---------- Records ----------
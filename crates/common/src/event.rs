use chrono::{DateTime, Duration, Utc};
use serde::{Deserialize, Serialize};
use uuid::Uuid;

#[derive(Debug, Clone, Default, Serialize, Deserialize)]
pub struct PageContext {
    pub url: Option<String>,
    pub title: Option<String>,
    pub referrer: Option<String>,
}

#[derive(Debug, Clone, Default, Serialize, Deserialize)]
pub struct UtmContext {
    pub source: Option<String>,
    pub medium: Option<String>,
    pub campaign: Option<String>,
    pub term: Option<String>,
    pub content: Option<String>,
}

#[derive(Debug, Clone, Default, Serialize, Deserialize)]
pub struct DeviceContext {
    pub device_type: Option<String>,
    pub platform: Option<String>,
    pub os_name: Option<String>,
    pub browser: Option<String>,
}

#[derive(Debug, Clone, Default, Serialize, Deserialize)]
pub struct GeoContext {
    pub country: Option<String>,
    pub region: Option<String>,
    pub city: Option<String>,
}

/// A normalized user event as delivered by the upstream ingestion pipeline.
///
/// The core never mutates events; it reads them for analytics and feeds them
/// through the realtime tracker. Timestamps are UTC.
#[derive(Debug, Clone, Serialize, Deserialize)]
pub struct EventRecord {
    pub event_id: Uuid,
    pub tenant_id: i64,
    pub workspace_id: i64,
    pub anonymous_id: String,
    pub lead_id: Option<String>,
    pub session_id: String,
    pub event_name: String,
    pub timestamp: DateTime<Utc>,
    pub page: Option<PageContext>,
    pub utm: Option<UtmContext>,
    pub device: Option<DeviceContext>,
    pub geo: Option<GeoContext>,
    pub props: Option<serde_json::Value>,
    pub funnel_id: Option<i64>,
    pub funnel_step_order: Option<i32>,
}

/// Validates an [`EventRecord`] and returns a list of validation error messages.
/// Returns `Ok(())` if valid, or `Err(Vec<String>)` with all validation failures.
pub fn validate_event_record(event: &EventRecord) -> Result<(), Vec<String>> {
    let mut errors: Vec<String> = Vec::new();

    if event.tenant_id <= 0 || event.workspace_id <= 0 {
        errors.push("tenant_id and workspace_id are required".to_string());
    }

    // event_name max 256 chars
    if event.event_name.is_empty() || event.event_name.len() > 256 {
        errors.push("event_name must be between 1 and 256 characters".to_string());
    }

    // event_name allowed chars: alphanumeric + spaces + _ + . + - + $ (for system events)
    if !event
        .event_name
        .chars()
        .all(|c| c.is_alphanumeric() || c == ' ' || c == '_' || c == '.' || c == '-' || c == '$')
    {
        errors.push(
            "event_name contains invalid characters; only alphanumeric, spaces, _, ., -, and $ are allowed"
                .to_string(),
        );
    }

    // anonymous_id non-empty
    if event.anonymous_id.is_empty() {
        errors.push("anonymous_id must not be empty".to_string());
    }

    if event.session_id.is_empty() {
        errors.push("session_id must not be empty".to_string());
    }

    // timestamp not >24h in the future
    let now = Utc::now();
    if event.timestamp > now + Duration::hours(24) {
        errors.push("timestamp must not be more than 24 hours in the future".to_string());
    }

    if errors.is_empty() { Ok(()) } else { Err(errors) }
}

#[cfg(test)]
mod tests {
    use super::*;

    fn sample() -> EventRecord {
        EventRecord {
            event_id: Uuid::new_v4(),
            tenant_id: 1,
            workspace_id: 1,
            anonymous_id: "a_u1".to_string(),
            lead_id: None,
            session_id: "sess-1".to_string(),
            event_name: "page_view".to_string(),
            timestamp: Utc::now(),
            page: None,
            utm: None,
            device: None,
            geo: None,
            props: None,
            funnel_id: None,
            funnel_step_order: None,
        }
    }

    #[test]
    fn accepts_valid_event() {
        assert!(validate_event_record(&sample()).is_ok());
    }

    #[test]
    fn rejects_missing_scope_and_empty_ids() {
        let mut event = sample();
        event.tenant_id = 0;
        event.anonymous_id = String::new();
        let errors = validate_event_record(&event).unwrap_err();
        assert_eq!(errors.len(), 2);
    }

    #[test]
    fn rejects_bad_event_name() {
        let mut event = sample();
        event.event_name = "bad{name}".to_string();
        assert!(validate_event_record(&event).is_err());
    }

    #[test]
    fn rejects_far_future_timestamp() {
        let mut event = sample();
        event.timestamp = Utc::now() + Duration::hours(48);
        assert!(validate_event_record(&event).is_err());
    }
}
----------
Problem details >> The entries need to be set down again in full, with no word changed.

Expected answer >>
filename crates/common/src/event.rs
use chrono::{DateTime, Duration, Utc};
use serde::{Deserialize, Serialize};
use uuid::Uuid;

#[derive(Debug, Clone, Default, Serialize, Deserialize)]
pub struct PageContext {
    pub url: Option<String>,
    pub title: Option<String>,
    pub referrer: Option<String>,
}

#[derive(Debug, Clone, Default, Serialize, Deserialize)]
pub struct UtmContext {
    pub source: Option<String>,
    pub medium: Option<String>,
    pub campaign: Option<String>,
    pub term: Option<String>,
    pub content: Option<String>,
}

#[derive(Debug, Clone, Default, Serialize, Deserialize)]
pub struct DeviceContext {
    pub device_type: Option<String>,
    pub platform: Option<String>,
    pub os_name: Option<String>,
    pub browser: Option<String>,
}

#[derive(Debug, Clone, Default, Serialize, Deserialize)]
pub struct GeoContext {
    pub country: Option<String>,
    pub region: Option<String>,
    pub city: Option<String>,
}

/// A normalized user event as delivered by the upstream ingestion pipeline.
///
/// The core never mutates events; it reads them for analytics and feeds them
/// through the realtime tracker. Timestamps are UTC.
#[derive(Debug, Clone, Serialize, Deserialize)]
pub struct EventRecord {
    pub event_id: Uuid,
    pub tenant_id: i64,
    pub workspace_id: i64,
    pub anonymous_id: String,
    pub lead_id: Option<String>,
    pub session_id: String,
    pub event_name: String,
    pub timestamp: DateTime<Utc>,
    pub page: Option<PageContext>,
    pub utm: Option<UtmContext>,
    pub device: Option<DeviceContext>,
    pub geo: Option<GeoContext>,
    pub props: Option<serde_json::Value>,
    pub funnel_id: Option<i64>,
    pub funnel_step_order: Option<i32>,
}

/// Validates an [`EventRecord`] and returns a list of validation error messages.
/// Returns `Ok(())` if valid, or `Err(Vec<String>)` with all validation failures.
pub fn validate_event_record(event: &EventRecord) -> Result<(), Vec<String>> {
    let mut errors: Vec<String> = Vec::new();

    if event.tenant_id <= 0 || event.workspace_id <= 0 {
        errors.push("tenant_id and workspace_id are required".to_string());
    }

    // event_name max 256 chars
    if event.event_name.is_empty() || event.event_name.len() > 256 {
        errors.push("event_name must be between 1 and 256 characters".to_string());
    }

    // event_name allowed chars: alphanumeric + spaces + _ + . + - + $ (for system events)
    if !event
        .event_name
        .chars()
        .all(|c| c.is_alphanumeric() || c == ' ' || c == '_' || c == '.' || c == '-' || c == '$')
    {
        errors.push(
            "event_name contains invalid characters; only alphanumeric, spaces, _, ., -, and $ are allowed"
                .to_string(),
        );
    }

    // anonymous_id non-empty
    if event.anonymous_id.is_empty() {
        errors.push("anonymous_id must not be empty".to_string());
    }

    if event.session_id.is_empty() {
        errors.push("session_id must not be empty".to_string());
    }

    // timestamp not >24h in the future
    let now = Utc::now();
    if event.timestamp > now + Duration::hours(24) {
        errors.push("timestamp must not be more than 24 hours in the future".to_string());
    }

    if errors.is_empty() { Ok(()) } else { Err(errors) }
}

#[cfg(test)]
mod tests {
    use super::*;

    fn sample() -> EventRecord {
        EventRecord {
            event_id: Uuid::new_v4(),
            tenant_id: 1,
            workspace_id: 1,
            anonymous_id: "a_u1".to_string(),
            lead_id: None,
            session_id: "sess-1".to_string(),
            event_name: "page_view".to_string(),
            timestamp: Utc::now(),
            page: None,
            utm: None,
            device: None,
            geo: None,
            props: None,
            funnel_id: None,
            funnel_step_order: None,
        }
    }

    #[test]
    fn accepts_valid_event() {
        assert!(validate_event_record(&sample()).is_ok());
    }

    #[test]
    fn rejects_missing_scope_and_empty_ids() {
        let mut event = sample();
        event.tenant_id = 0;
        event.anonymous_id = String::new();
        let errors = validate_event_record(&event).unwrap_err();
        assert_eq!(errors.len(), 2);
    }

    #[test]
    fn rejects_bad_event_name() {
        let mut event = sample();
        event.event_name = "bad{name}".to_string();
        assert!(validate_event_record(&event).is_err());
    }

    #[test]
    fn rejects_far_future_timestamp() {
        let mut event = sample();
        event.timestamp = Utc::now() + Duration::hours(48);
        assert!(validate_event_record(&event).is_err());
    }
}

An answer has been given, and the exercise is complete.